How to deploy torchserve on kubernetes cluster in localhost using minikube

In this case i explane you how to create and deploy a torchserve cluster on kubernetes cluster in localhost using minikube.

1) In first you must install minikube and kubectl

You can install minikube and kubectl follwing those commands. Obbiously before this you shoulde install docker too and start it. Anyway, you must install minikube and kubectl. You can do it with these commands:

minukube

curl -LO "https://storage.googleapis.com/minikube/releases/latest/minikube-linux-amd64" && sudo install minikube-linux-amd64 /usr/local/bin/minikube

kubectl

curl -LO "https://dl.k8s.io/release/$(curl -L -s https://dl.k8s.io/release/stable.txt)/bin/linux/amd64/kubectl" && sudo install -o root -g root -m 0755 kubectl /usr/local/bin/kubectl

2) Run minikube and test kubectl

You can run minikube but is needed to mount a localhost path that have all your project to be launched on torchserve. This because we use minikube that is a container and is needed bind all files situated on localhsot with minikube's container. To do this use this command:

minikube start --mount-string="$HOME/path-to-share:/where-to-mount-on-minikube-container" --mount

After this command terminal show you a message like this:

😄  minikube v1.32.0 on Ubuntu 22.04 (amd64)
✨  Using the docker driver based on existing profile
👍  Starting control plane node minikube in cluster minikube
🚜  Pulling base image ...
🔄  Restarting existing docker container for "minikube" ...
🐳  Preparing Kubernetes v1.28.3 on Docker 24.0.7 ...
🔗  Configuring bridge CNI (Container Networking Interface) ...
🔎  Verifying Kubernetes components...
    ▪ Using image registry.k8s.io/metrics-server/metrics-server:v0.6.4
    ▪ Using image gcr.io/k8s-minikube/storage-provisioner:v5
    ▪ Using image docker.io/kubernetesui/dashboard:v2.7.0
    ▪ Using image docker.io/kubernetesui/metrics-scraper:v1.0.8
💡  Some dashboard features require the metrics-server addon. To enable all features please run:

        minikube addons enable metrics-server


🌟  Enabled addons: storage-provisioner, default-storageclass, metrics-server, dashboard
🏄  Done! kubectl is now configured to use "minikube" cluster and "default" namespace by default

And you can test kubectl with this command:

kubectl cluster-info

This command should return something like this:

Kubernetes control plane is running at https://127.0.0.1:57064
CoreDNS is running at https://127.0.0.1:57064/api/v1/namespaces/kube-system/services/kube-dns:dns/proxy

To further debug and diagnose cluster problems, use 'kubectl cluster-info dump'.
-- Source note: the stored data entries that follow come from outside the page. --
use common::{MediaDetails, MovieDetails, SongDetails, TvDetails};

const VIDEO_EXTENSIONS: [&str; 4] = [".mp4", ".mkv", ".avi", ".mov"];
const AUDIO_EXTENSIONS: [&str; 4] = [".mp3", ".flac", ".aac", ".wav"];

const TV_MARKER_LEN: usize = 8; // " S00E00 "
const YEAR_SUFFIX_LEN: usize = 7; // " (0000)"
const SONG_SEP: &str = " - ";

/// Splits a file name into its base name and lowercase extension (with the
/// dot). A leading dot does not start an extension, so `.mp4` has none.
pub fn split_extension(file_name: &str) -> (&str, String) {
    match file_name.rfind('.') {
        Some(idx) if idx > 0 => (
            &file_name[..idx],
            file_name[idx..].to_ascii_lowercase(),
        ),
        _ => (file_name, String::new()),
    }
}

pub fn is_video_extension(ext: &str) -> bool {
    VIDEO_EXTENSIONS.contains(&ext)
}

pub fn is_audio_extension(ext: &str) -> bool {
    AUDIO_EXTENSIONS.contains(&ext)
}

/// Classifies a file by extension and name pattern. `None` means the file
/// does not belong in the catalog.
pub fn classify_file_name(file_name: &str) -> Option<MediaDetails> {
    let (base, ext) = split_extension(file_name);
    if is_video_extension(&ext) {
        if let Some(tv) = parse_tv_episode(base) {
            return Some(MediaDetails::Tv(tv));
        }
        return parse_movie(base).map(MediaDetails::Movie);
    }
    if is_audio_extension(&ext) {
        return parse_song(base).map(MediaDetails::Song);
    }
    None
}

/// `<Show> S<dd>E<dd> <Episode>`. The show title is greedy, so with several
/// markers the last one is used.
pub fn parse_tv_episode(base: &str) -> Option<TvDetails> {
    let bytes = base.as_bytes();
    if bytes.len() < TV_MARKER_LEN {
        return None;
    }
    for idx in (0..=bytes.len() - TV_MARKER_LEN).rev() {
        let marker = &bytes[idx..idx + TV_MARKER_LEN];
        let is_marker = marker[0] == b' '
            && marker[1].eq_ignore_ascii_case(&b's')
            && marker[2].is_ascii_digit()
            && marker[3].is_ascii_digit()
            && marker[4].eq_ignore_ascii_case(&b'e')
            && marker[5].is_ascii_digit()
            && marker[6].is_ascii_digit()
            && marker[7] == b' ';
        if !is_marker {
            continue;
        }
        let season = two_digits(marker[2], marker[3]);
        let episode = two_digits(marker[5], marker[6]);
        return Some(TvDetails {
            show_title: base[..idx].trim().to_string(),
            release_year: None,
            season,
            episode,
            episode_title: base[idx + TV_MARKER_LEN..].trim().to_string(),
        });
    }
    None
}

/// `<Title> (<dddd>)` at the very end of the base name.
pub fn parse_movie(base: &str) -> Option<MovieDetails> {
    let bytes = base.as_bytes();
    if bytes.len() < YEAR_SUFFIX_LEN {
        return None;
    }
    let split = bytes.len() - YEAR_SUFFIX_LEN;
    let suffix = &bytes[split..];
    if suffix[0] != b' '
        || suffix[1] != b'('
        || !suffix[2..6].iter().all(u8::is_ascii_digit)
        || suffix[6] != b')'
    {
        return None;
    }
    let year = base[split + 2..split + 6].parse::<i32>().ok()?;
    Some(MovieDetails {
        title: base[..split].trim().to_string(),
        release_year: Some(year),
    })
}

/// `<Artist> - <Album> - <Song>`, split from the right.
pub fn parse_song(base: &str) -> Option<SongDetails> {
    let (head, song) = base.rsplit_once(SONG_SEP)?;
    let (artist, album) = head.rsplit_once(SONG_SEP)?;
    Some(SongDetails {
        artist: artist.trim().to_string(),
        album: album.trim().to_string(),
        release_year: None,
        song_title: song.trim().to_string(),
    })
}

fn two_digits(tens: u8, ones: u8) -> i32 {
    i32::from(tens - b'0') * 10 + i32::from(ones - b'0')
}

#[cfg(test)]
mod tests {
    use super::*;

    #[test]
    fn classifies_movie() {
        let details = classify_file_name("Inception (2010).mp4").unwrap();
        assert_eq!(
            details,
            MediaDetails::Movie(MovieDetails {
                title: "Inception".to_string(),
                release_year: Some(2010),
            })
        );
    }

    #[test]
    fn movie_title_is_trimmed() {
        let movie = parse_movie("  The Thing   (1982)").unwrap();
        assert_eq!(movie.title, "The Thing");
        assert_eq!(movie.release_year, Some(1982));
    }

    #[test]
    fn movie_requires_four_digit_year_at_end() {
        assert!(parse_movie("Heat (95)").is_none());
        assert!(parse_movie("Heat(1995)").is_none());
        assert!(parse_movie("Heat (1995) extended").is_none());
        assert!(classify_file_name("Heat.mkv").is_none());
    }

    #[test]
    fn classifies_tv_episode_with_zero_padding() {
        let details = classify_file_name("Breaking Bad S05E02 Madrigal.mkv").unwrap();
        assert_eq!(
            details,
            MediaDetails::Tv(TvDetails {
                show_title: "Breaking Bad".to_string(),
                release_year: None,
                season: 5,
                episode: 2,
                episode_title: "Madrigal".to_string(),
            })
        );
    }

    #[test]
    fn tv_markers_are_case_insensitive() {
        let tv = parse_tv_episode("The Wire s01e10 The Cost").unwrap();
        assert_eq!((tv.season, tv.episode), (1, 10));
        assert_eq!(tv.show_title, "The Wire");
        assert_eq!(tv.episode_title, "The Cost");
    }

    #[test]
    fn tv_wins_over_movie_pattern() {
        let details = classify_file_name("Cosmos S01E01 Shores (1980).mp4").unwrap();
        match details {
            MediaDetails::Tv(tv) => {
                assert_eq!(tv.show_title, "Cosmos");
                assert_eq!(tv.episode_title, "Shores (1980)");
            }
            other => panic!("expected tv episode, got {:?}", other),
        }
    }

    #[test]
    fn tv_requires_exactly_two_digits() {
        assert!(parse_tv_episode("Show S1E01 Title").is_none());
        assert!(parse_tv_episode("Show S001E01 Title").is_none());
        assert!(parse_tv_episode("Show S01E01").is_none());
    }

    #[test]
    fn classifies_song() {
        let details =
            classify_file_name("Queen - A Night at the Opera - Bohemian Rhapsody.flac").unwrap();
        assert_eq!(
            details,
            MediaDetails::Song(SongDetails {
                artist: "Queen".to_string(),
                album: "A Night at the Opera".to_string(),
                release_year: None,
                song_title: "Bohemian Rhapsody".to_string(),
            })
        );
    }

    #[test]
    fn single_separator_is_not_a_song() {
        assert!(classify_file_name("Queen - Bohemian Rhapsody.mp3").is_none());
    }

    #[test]
    fn song_split_is_greedy_from_the_right() {
        let song = parse_song("A - B - C - D").unwrap();
        assert_eq!(song.artist, "A - B");
        assert_eq!(song.album, "C");
        assert_eq!(song.song_title, "D");
    }

    #[test]
    fn pattern_must_match_extension_family() {
        assert!(classify_file_name("Inception (2010).mp3").is_none());
        assert!(classify_file_name("Queen - Album - Song.mp4").is_none());
        assert!(classify_file_name("readme.txt").is_none());
        assert!(classify_file_name(".mp4").is_none());
    }

    #[test]
    fn extension_is_case_insensitive() {
        let (base, ext) = split_extension("Alien (1979).MKV");
        assert_eq!(base, "Alien (1979)");
        assert_eq!(ext, ".mkv");
        assert!(classify_file_name("Alien (1979).MKV").is_some());
    }
}
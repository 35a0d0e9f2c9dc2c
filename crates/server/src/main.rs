mod api;
mod auth;
mod config;
mod paths;
mod range;
mod refresh;
mod state;
mod stream;
mod utils;

use std::sync::Arc;

use api::api_router;
use auth::{AuthStore, MemorySessionStore, RedbSessionStore, SessionStore};
use axum::Router;
use catalog::{Catalog, CatalogStore};
use config::{config_path_from_env, load_or_create_config, resolve_media_root, resolve_path};
use parking_lot::RwLock;
use refresh::{initial_status, start_refresh};
use state::{AppState, CatalogStatus};
use tower_http::request_id::{MakeRequestUuid, SetRequestIdLayer};
use tower_http::trace::TraceLayer;
use tracing::{info, warn};

#[tokio::main]
async fn main() -> Result<(), Box<dyn std::error::Error>> {
    let filter = tracing_subscriber::EnvFilter::try_from_default_env()
        .unwrap_or_else(|_| "info".into());
    tracing_subscriber::fmt().with_env_filter(filter).init();

    let config_path = config_path_from_env();
    let (config, created) = load_or_create_config(&config_path)?;
    if created {
        info!("Created default config at {:?}", config_path);
    } else {
        info!("Loaded config from {:?}", config_path);
    }

    let bind_addr = format!("0.0.0.0:{}", config.port);
    let index_path = resolve_path(&config_path, config.index_path.trim());
    let db = CatalogStore::open_db(&index_path)?;

    let sessions: Arc<dyn SessionStore> = if config.persist_sessions {
        Arc::new(RedbSessionStore::new(Arc::clone(&db))?)
    } else {
        Arc::new(MemorySessionStore::new())
    };
    let auth = AuthStore::new(Arc::clone(&db), sessions, config.session_ttl());
    auth.init_tables()?;
    match auth.purge_expired_sessions() {
        Ok(0) => {}
        Ok(count) => info!("Dropped {} expired sessions", count),
        Err(err) => warn!("Failed to purge expired sessions: {}", err),
    }

    let catalog = match resolve_media_root(&config_path, &config.media_root) {
        Some(root) => {
            let store = CatalogStore::open(Arc::clone(&db))?;
            Some(Catalog::new(
                root,
                store,
                config.index_options(),
                config.empty_index_policy,
            ))
        }
        None => {
            info!("Media root not configured yet; set media_root in {:?}.", config_path);
            None
        }
    };

    let status = initial_status(catalog.as_ref());
    if let CatalogStatus::Missing(root) = &status {
        warn!("Media root {:?} does not exist", root);
    }

    let refresh_on_start = config.refresh_on_start;
    let state = AppState {
        config: Arc::new(config),
        auth,
        catalog,
        catalog_status: Arc::new(RwLock::new(status)),
    };
    if refresh_on_start {
        start_refresh(state.clone());
    }

    let app = Router::new()
        .nest("/api/v1", api_router(state))
        .layer(SetRequestIdLayer::x_request_id(MakeRequestUuid))
        .layer(TraceLayer::new_for_http());

    let listener = tokio::net::TcpListener::bind(&bind_addr).await?;
    info!("Listening on {}", bind_addr);
    axum::serve(listener, app)
        .with_graceful_shutdown(shutdown_signal())
        .await?;
    Ok(())
}

async fn shutdown_signal() {
    #[cfg(unix)]
    {
        use tokio::signal::unix::{signal, SignalKind};
        let mut term = match signal(SignalKind::terminate()) {
            Ok(signal) => signal,
            Err(err) => {
                warn!("Failed to install terminate signal handler: {}", err);
                return;
            }
        };
        tokio::select! {
            _ = tokio::signal::ctrl_c() => {},
            _ = term.recv() => {},
        }
    }

    #[cfg(not(unix))]
    {
        if let Err(err) = tokio::signal::ctrl_c().await {
            warn!("Failed to listen for ctrl-c: {}", err);
        }
    }

    info!("Shutdown signal received.");
}
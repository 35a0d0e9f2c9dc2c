pub mod auth;
pub mod catalog;
pub mod stats;
pub mod stream;

use ::catalog::Catalog;
use axum::{
    body::Body,
    extract::State,
    http::{header, HeaderMap, StatusCode},
    middleware::{self, Next},
    response::{IntoResponse, Response},
    routing::{get, post},
    Json, Router,
};

use crate::state::{AppState, AuthContext, CatalogStatus, ErrorResponse, HealthResponse};
use crate::utils::{json_error, json_error_response};

const SESSION_HEADER: &str = "x-session-token";
const TOKEN_QUERY_KEY: &str = "token";

pub fn api_router(state: AppState) -> Router {
    let public = Router::new()
        .route("/health", get(health))
        .route("/auth/register", post(auth::auth_register))
        .route("/auth/login", post(auth::auth_login));

    let protected = Router::new()
        .route("/auth/logout", post(auth::auth_logout))
        .route("/auth/session", get(auth::auth_session))
        .route("/catalog", get(catalog::list_catalog))
        .route("/catalog/movies", get(catalog::list_movies))
        .route("/catalog/status", get(catalog::catalog_status))
        .route("/catalog/refresh", post(catalog::refresh_catalog))
        .route("/stats", get(stats::get_stats))
        .route("/stream", get(stream::stream_media))
        .layer(middleware::from_fn_with_state(state.clone(), require_auth));

    Router::new().merge(public).merge(protected).with_state(state)
}

async fn require_auth(
    State(state): State<AppState>,
    mut req: axum::http::Request<Body>,
    next: Next,
) -> Response {
    let token = match extract_token(req.headers(), req.uri().query()) {
        Some(token) => token,
        None => return json_error_response(StatusCode::UNAUTHORIZED, "unauthorized"),
    };

    match state.auth.user_from_token(&token) {
        Ok(Some(user)) => {
            req.extensions_mut().insert(AuthContext { user, token });
            next.run(req).await
        }
        Ok(None) => json_error_response(StatusCode::UNAUTHORIZED, "unauthorized"),
        Err(err) => json_error_response(
            StatusCode::INTERNAL_SERVER_ERROR,
            format!("auth error: {}", err),
        ),
    }
}

/// Bearer header first, then `X-Session-Token`, then `?token=` for media
/// elements that cannot set headers.
pub fn extract_token(headers: &HeaderMap, query: Option<&str>) -> Option<String> {
    if let Some(value) = headers.get(header::AUTHORIZATION) {
        if let Ok(value) = value.to_str() {
            if let Some(token) = value.strip_prefix("Bearer ") {
                let token = token.trim();
                if !token.is_empty() {
                    return Some(token.to_string());
                }
            }
        }
    }
    if let Some(value) = headers.get(SESSION_HEADER) {
        if let Ok(value) = value.to_str() {
            let token = value.trim();
            if !token.is_empty() {
                return Some(token.to_string());
            }
        }
    }
    query_value(query?, TOKEN_QUERY_KEY)
}

fn query_value(query: &str, name: &str) -> Option<String> {
    for part in query.split('&') {
        let mut iter = part.splitn(2, '=');
        let key = iter.next()?.trim();
        let value = iter.next().unwrap_or("").trim();
        if key == name && !value.is_empty() {
            return Some(value.to_string());
        }
    }
    None
}

async fn health() -> impl IntoResponse {
    Json(HealthResponse { status: "ok" })
}

pub(crate) fn catalog_or_json_error(
    state: &AppState,
) -> Result<Catalog, (StatusCode, Json<ErrorResponse>)> {
    match state.catalog.clone() {
        Some(catalog) => Ok(catalog),
        None => Err(json_error(
            StatusCode::SERVICE_UNAVAILABLE,
            catalog_status_message(&state.catalog_status.read()),
        )),
    }
}

pub(crate) fn catalog_status_message(status: &CatalogStatus) -> String {
    match status {
        CatalogStatus::Unconfigured => "media root must be set".to_string(),
        CatalogStatus::Missing(path) => format!("media root not found: {}", path.display()),
        CatalogStatus::Idle => "catalog not refreshed yet".to_string(),
        CatalogStatus::Refreshing { .. } => "catalog refresh in progress".to_string(),
        CatalogStatus::Ready(_) => "catalog ready".to_string(),
        CatalogStatus::Error(message) => format!("catalog error: {}", message),
    }
}
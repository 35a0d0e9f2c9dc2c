use std::path::PathBuf;
use std::sync::Arc;
use std::time::SystemTime;

use axum::http::StatusCode;
use axum::Json;
use catalog::{Catalog, CatalogStats, DriveStats};
use common::{CatalogEntry, MovieDetails};
use parking_lot::RwLock;
use serde::{Deserialize, Serialize};

use crate::auth::{AuthStore, AuthUser};
use crate::config::ServerConfig;

#[derive(Clone)]
pub struct AppState {
    pub config: Arc<ServerConfig>,
    pub auth: AuthStore,
    /// `None` until a media root is configured.
    pub catalog: Option<Catalog>,
    pub catalog_status: Arc<RwLock<CatalogStatus>>,
}

#[derive(Clone, Debug)]
pub enum CatalogStatus {
    Unconfigured,
    Missing(PathBuf),
    Idle,
    Refreshing { started: SystemTime },
    Ready(CatalogStats),
    Error(String),
}

#[derive(Serialize)]
pub struct ErrorResponse {
    pub error: String,
}

#[derive(Serialize)]
pub struct HealthResponse {
    pub status: &'static str,
}

#[derive(Serialize)]
pub struct ListResponse<T> {
    pub items: Vec<T>,
    pub total: usize,
}

pub type CatalogListResponse = ListResponse<CatalogEntry>;
pub type MovieListResponse = ListResponse<MovieDetails>;

#[derive(Serialize)]
pub struct CatalogStatusResponse {
    pub status: String,
    pub message: Option<String>,
    pub movies: Option<usize>,
    pub tv_shows: Option<usize>,
    pub songs: Option<usize>,
    pub refreshed_at: Option<u64>,
    pub refresh_started_at: Option<u64>,
}

#[derive(Serialize)]
pub struct RefreshResponse {
    pub movies: usize,
    pub tv_shows: usize,
    pub songs: usize,
    pub total: usize,
    pub files_seen: usize,
    pub skipped_entries: usize,
}

#[derive(Serialize)]
pub struct StatsResponse {
    pub drives: Vec<DriveStats>,
    pub total_files: usize,
    pub generated_at: u64,
}

#[derive(Debug, Deserialize)]
pub struct StreamQuery {
    pub path: Option<String>,
}

#[derive(Clone)]
pub struct AuthContext {
    pub user: AuthUser,
    pub token: String,
}

#[derive(Deserialize)]
pub struct LoginRequest {
    pub username: String,
    pub password: String,
}

#[derive(Serialize)]
pub struct LoginResponse {
    pub token: String,
    pub username: String,
    pub expires_at: u64,
    pub token_type: &'static str,
}

#[derive(Deserialize)]
pub struct RegisterRequest {
    pub username: String,
    pub password: String,
}

#[derive(Serialize)]
pub struct RegisterResponse {
    pub id: String,
    pub username: String,
}

#[derive(Serialize)]
pub struct SessionResponse {
    pub valid: bool,
    pub username: String,
}

pub type JsonResult<T> = Result<Json<T>, (StatusCode, Json<ErrorResponse>)>;
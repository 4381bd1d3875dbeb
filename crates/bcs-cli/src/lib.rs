//! BCS CLI Library
//!
//! Command-line interface for the Cisco BCS bulk API.
//!
//! # Overview
//!
//! - **Download**: Save a customer's raw bulk stream to a file (`bcs download`)
//! - **Parse**: Scan a saved bulk file and report what it contains (`bcs parse`)
//! - **Version**: Print the CLI version (`bcs version`, `bcs -v`)

#![deny(clippy::unwrap_used, clippy::expect_used)]

pub mod commands;
pub mod config;
pub mod error;
pub mod progress;

// Re-export commonly used types
pub use config::CliConfig;
pub use error::{CliError, Result};

use bcs_client::bulk::DEFAULT_MAX_LINE_BYTES;
use bcs_client::client::{DEFAULT_BASE_URL, DEFAULT_TIMEOUT_SECS};
use clap::{Parser, Subcommand};
use std::path::PathBuf;

use crate::config::DEFAULT_BULK_FILENAME;

/// bcs - Cisco BCS bulk API client
#[derive(Parser, Debug)]
#[command(name = "bcs")]
#[command(author, about, long_about = None)]
#[command(disable_version_flag = true)]
pub struct Cli {
    /// Subcommand to execute
    #[command(subcommand)]
    pub command: Option<Commands>,

    /// Print version information and exit
    #[arg(short = 'v', long = "version")]
    pub version: bool,

    /// Verbose (debug) logging on stderr
    #[arg(long, global = true)]
    pub verbose: bool,

    /// API base URL
    #[arg(long, env = "BCS_BASE_URL", default_value = DEFAULT_BASE_URL, global = true)]
    pub base_url: String,
}

/// Available CLI commands
#[derive(Subcommand, Debug)]
pub enum Commands {
    /// Download the raw bulk stream for a customer to a file
    Download {
        /// Customer ID
        #[arg(long, env = "BCS_CUSTOMER_ID")]
        id: String,

        /// API key
        #[arg(long, env = "BCS_API_KEY", hide_env_values = true)]
        api_key: String,

        /// Output file
        #[arg(short, long, default_value = DEFAULT_BULK_FILENAME)]
        filename: PathBuf,

        /// Request timeout in seconds
        #[arg(long, env = "BCS_TIMEOUT_SECS", default_value_t = DEFAULT_TIMEOUT_SECS)]
        timeout_secs: u64,
    },

    /// Parse a saved bulk file and print a summary
    Parse {
        /// Bulk file to parse
        #[arg(short, long, default_value = DEFAULT_BULK_FILENAME)]
        filename: PathBuf,

        /// Longest accepted line in bytes
        #[arg(long, default_value_t = DEFAULT_MAX_LINE_BYTES)]
        max_line_bytes: usize,

        /// Also write the full results as pretty-printed JSON to this path
        #[arg(long, value_name = "PATH")]
        json: Option<PathBuf>,
    },

    /// Print version information
    Version,
}
//! CLI command implementations
//!
//! Each subcommand has its own module with a `run` function.

pub mod download;
pub mod parse;
pub mod version;
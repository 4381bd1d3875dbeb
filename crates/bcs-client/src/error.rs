//! Error types for the BCS client
//!
//! Everything in [`BcsError`] is fatal to the operation that produced it.
//! Per-record problems found while scanning a bulk stream are not errors in
//! this sense; they are collected in [`crate::bulk::BulkResults::decode_errors`].

use reqwest::StatusCode;
use thiserror::Error;

/// Result type alias for client operations
pub type Result<T> = std::result::Result<T, BcsError>;

/// Classified non-success HTTP status returned by the API
#[derive(Error, Debug, Clone, Copy, PartialEq, Eq)]
pub enum StatusError {
    #[error("bad request")]
    BadRequest,

    #[error("unauthorized")]
    Unauthorized,

    #[error("forbidden")]
    Forbidden,

    #[error("internal server error")]
    InternalError,

    #[error("unexpected status {0}")]
    Unknown(u16),
}

impl StatusError {
    /// Classify a response status; `None` for any 2xx.
    pub fn from_status(status: StatusCode) -> Option<Self> {
        if status.is_success() {
            return None;
        }
        Some(match status.as_u16() {
            400 => StatusError::BadRequest,
            401 => StatusError::Unauthorized,
            403 => StatusError::Forbidden,
            500 => StatusError::InternalError,
            other => StatusError::Unknown(other),
        })
    }

    /// The HTTP status code this error was classified from
    pub fn code(&self) -> u16 {
        match self {
            StatusError::BadRequest => 400,
            StatusError::Unauthorized => 401,
            StatusError::Forbidden => 403,
            StatusError::InternalError => 500,
            StatusError::Unknown(code) => *code,
        }
    }
}

/// Main error type for the BCS client
#[derive(Error, Debug)]
pub enum BcsError {
    #[error("missing API key")]
    MissingApiKey,

    #[error("invalid client configuration: {0}")]
    InvalidConfig(String),

    #[error("API request failed: {0}")]
    Status(#[from] StatusError),

    #[error("HTTP transport error: {0}")]
    Http(#[from] reqwest::Error),

    #[error("I/O error: {0}")]
    Io(#[from] std::io::Error),

    /// A line could not be read as a JSON object; the stream is treated as corrupt
    #[error("malformed bulk line {line}: {source}")]
    MalformedLine {
        line: usize,
        #[source]
        source: serde_json::Error,
    },

    #[error("bulk line {line} exceeds the maximum of {max_line_bytes} bytes")]
    LineTooLong { line: usize, max_line_bytes: usize },

    #[error("failed to decode response body: {0}")]
    Decode(#[from] serde_json::Error),

    #[error("operation cancelled")]
    Cancelled,
}

impl BcsError {
    pub fn invalid_config(msg: impl Into<String>) -> Self {
        Self::InvalidConfig(msg.into())
    }

    /// The classified status, if this error came from a non-success response
    pub fn status(&self) -> Option<StatusError> {
        match self {
            BcsError::Status(status) => Some(*status),
            _ => None,
        }
    }
}

#[cfg(test)]
mod tests {
    use super::*;

    #[test]
    fn test_status_classification() {
        assert_eq!(StatusError::from_status(StatusCode::OK), None);
        assert_eq!(StatusError::from_status(StatusCode::CREATED), None);
        assert_eq!(
            StatusError::from_status(StatusCode::BAD_REQUEST),
            Some(StatusError::BadRequest)
        );
        assert_eq!(
            StatusError::from_status(StatusCode::UNAUTHORIZED),
            Some(StatusError::Unauthorized)
        );
        assert_eq!(
            StatusError::from_status(StatusCode::FORBIDDEN),
            Some(StatusError::Forbidden)
        );
        assert_eq!(
            StatusError::from_status(StatusCode::INTERNAL_SERVER_ERROR),
            Some(StatusError::InternalError)
        );
        assert_eq!(
            StatusError::from_status(StatusCode::NOT_FOUND),
            Some(StatusError::Unknown(404))
        );
        assert_eq!(
            StatusError::from_status(StatusCode::BAD_GATEWAY),
            Some(StatusError::Unknown(502))
        );
        assert_eq!(
            StatusError::from_status(StatusCode::MOVED_PERMANENTLY),
            Some(StatusError::Unknown(301))
        );
    }

    #[test]
    fn test_status_code_round_trip() {
        for code in [400u16, 401, 403, 418, 500, 503] {
            let status = StatusCode::from_u16(code).unwrap_or(StatusCode::IM_A_TEAPOT);
            let classified = StatusError::from_status(status);
            assert_eq!(classified.map(|s| s.code()), Some(code));
        }
    }

    #[test]
    fn test_error_exposes_status() {
        let err = BcsError::from(StatusError::Forbidden);
        assert_eq!(err.status(), Some(StatusError::Forbidden));
        assert!(BcsError::Cancelled.status().is_none());
    }
}
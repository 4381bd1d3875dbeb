//! Bounded line reader
//!
//! Splits an async byte stream on `\n` without ever holding more than one
//! line (plus the read buffer) in memory. Lines longer than the configured
//! maximum abort the read rather than being skipped.

use tokio::io::{AsyncBufReadExt, AsyncRead, BufReader};

use crate::error::{BcsError, Result};

const READ_BUFFER_BYTES: usize = 64 * 1024;

pub(crate) struct BoundedLineReader<R> {
    reader: BufReader<R>,
    max_line_bytes: usize,
    line: Vec<u8>,
    line_number: usize,
}

impl<R: AsyncRead + Unpin> BoundedLineReader<R> {
    pub(crate) fn new(reader: R, max_line_bytes: usize) -> Self {
        Self {
            reader: BufReader::with_capacity(READ_BUFFER_BYTES, reader),
            max_line_bytes,
            line: Vec::new(),
            line_number: 0,
        }
    }

    /// Read the next line, returning its 1-based number and its bytes.
    ///
    /// The terminator and a single trailing `\r` are stripped. A final line
    /// without a terminator is still returned. `None` means end of stream.
    pub(crate) async fn next_line(&mut self) -> Result<Option<(usize, &[u8])>> {
        self.line.clear();
        let max_line_bytes = self.max_line_bytes;
        let line_number = self.line_number + 1;
        let mut read_any = false;

        loop {
            let available = self.reader.fill_buf().await?;
            if available.is_empty() {
                if !read_any {
                    return Ok(None);
                }
                break;
            }
            read_any = true;

            let (segment, consumed, complete) = match available.iter().position(|b| *b == b'\n') {
                Some(idx) => (&available[..idx], idx + 1, true),
                None => (available, available.len(), false),
            };

            // One spare byte for the `\r` of a CRLF terminator.
            if self.line.len() + segment.len() > max_line_bytes.saturating_add(1) {
                return Err(BcsError::LineTooLong {
                    line: line_number,
                    max_line_bytes,
                });
            }
            self.line.extend_from_slice(segment);
            self.reader.consume(consumed);

            if complete {
                break;
            }
        }

        if self.line.last() == Some(&b'\r') {
            self.line.pop();
        }
        if self.line.len() > max_line_bytes {
            return Err(BcsError::LineTooLong {
                line: line_number,
                max_line_bytes,
            });
        }

        self.line_number = line_number;
        Ok(Some((line_number, &self.line)))
    }
}
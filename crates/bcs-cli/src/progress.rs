//! Progress indicators for CLI operations

use indicatif::{ProgressBar, ProgressDrawTarget, ProgressStyle};
use std::time::Duration;

/// Create a spinner for a download of unknown size.
///
/// Bytes are counted as they pass through a writer wrapped with
/// [`ProgressBar::wrap_async_write`]. Draws to stderr and stays hidden when
/// stderr is not a terminal.
pub fn create_download_spinner(message: &str) -> ProgressBar {
    let pb = ProgressBar::with_draw_target(None, ProgressDrawTarget::stderr());
    pb.set_style(
        ProgressStyle::with_template("{spinner:.green} {msg} {bytes} ({bytes_per_sec})")
            .unwrap_or_else(|_| ProgressStyle::default_spinner()),
    );
    pb.set_message(message.to_string());
    pb.enable_steady_tick(Duration::from_millis(100));
    pb
}

/// Format bytes into human-readable string
pub fn format_bytes(bytes: u64) -> String {
    const UNITS: &[&str] = &["B", "KB", "MB", "GB", "TB"];
    let mut size = bytes as f64;
    let mut unit_idx = 0;

    while size >= 1024.0 && unit_idx < UNITS.len() - 1 {
        size /= 1024.0;
        unit_idx += 1;
    }

    if unit_idx == 0 {
        format!("{} {}", size as u64, UNITS[unit_idx])
    } else {
        format!("{:.2} {}", size, UNITS[unit_idx])
    }
}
After that you may enable dashboard and additional metrics from minikube with this command:

minikube addons enable dashboard
minikube addons enable metrics-server

And you can start dashboard with this command:

minikube dashboard

This command should return something like this:

🤔  Verifying dashboard health ...
🚀  Launching proxy ...
🤔  Verifying proxy health ...
🎉  Opening http://127.0.0.1:45127/api/v1/namespaces/kubernetes-dashboard/services/http:kubernetes-dashboard:/proxy/ in your default browser...
👉  http://127.0.0.1:45127/api/v1/namespaces/kubernetes-dashboard/services/http:kubernetes-dashboard:/proxy/

3) Create all files needed to configure torchserve cluster on kubernetes

In this step you have to create all files needed to configure torchserve cluster on kubernetes. You can find all files in this repository. In particular you have to create:

Deployments: Is the file that rappresent how your app should be wrapped in a container and deployed on kubernetes. You can find it in this repository at this path: kubernetes/deployment_torchserve.yaml. See official documentation for more details.
Services: Is the file that rappresent how your app should be exposed to the outside world. You can find it in this repository at this path: kubernetes/service_torchserve.yaml. See official documentation for more details.
Namespaces: Is the file that rappresent the namespace where your app should be circumscribed. You can find it in this repository at this path: kubernetes/name-spaces_torchserve.yaml. See official documentation for more details.
Persistent Volume: Is the file that rappresent the persistent volume binded with your cluster. You can find it in this repository at this path: kubernetes/persistent-volume_torchserve.yaml. See official documentation for more details.
Persistent Volume Claim: Is the file that rappresent the specifics for a persistent volume that your pods they needed to use. You can find it in this repository at this path: kubernetes/pvClaim.yaml. See official documentation for more details.

In additional you can add more and more files to configure your cluster. For example you can add a file to configure a load balancer or a file to configure a ingress. Fore more about kubernetes you can read official documentation.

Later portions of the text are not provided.